> **Stored data entries**

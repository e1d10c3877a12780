//! Document expansion.
//!
//! Produces expanded JSON-LD: every node is an object keyed by absolute
//! IRIs or keywords, every property value is an array of node, value or
//! list objects.

use crate::context::{Container, ContextEntry, ParsedContext, TypeValue};
use crate::error::{JsonLdError, Result};
use crate::iri::{is_blank, is_keyword, parse_prefix};
use graphparse_ir::iri as rfc;
use serde_json::{json, Map, Value as JsonValue};

/// Expand a single IRI.
///
/// With `vocab` set (properties, types, datatypes) terms and `@vocab`
/// apply; otherwise (node identifiers) relative references resolve against
/// the base. Values that expand to neither come back unchanged.
pub fn iri(value: &str, context: &ParsedContext, vocab: bool) -> String {
    if is_keyword(value) || is_blank(value) {
        return value.to_string();
    }

    if vocab {
        if let Some(entry) = context.get(value) {
            if let Some(id) = entry.property() {
                return id.to_string();
            }
        }
    }

    if let Some((prefix, suffix)) = parse_prefix(value) {
        if let Some(prefix_iri) = context.get(prefix).and_then(|e| e.id.as_deref()) {
            return format!("{}{}", prefix_iri, suffix);
        }
    }

    if rfc::is_absolute(value) {
        return value.to_string();
    }

    if vocab {
        return match &context.vocab {
            Some(vocab) => format!("{}{}", vocab, value),
            None => value.to_string(),
        };
    }

    rfc::resolve_opt(context.base.as_deref(), value).unwrap_or_else(|_| value.to_string())
}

> **EXERCISE OBJECTIVE**
Above are the records. Copy every line in them holding "format".

> **TASK OUTPUT**
            return format!("{}{}", prefix_iri, suffix);
            Some(vocab) => format!("{}{}", vocab, value),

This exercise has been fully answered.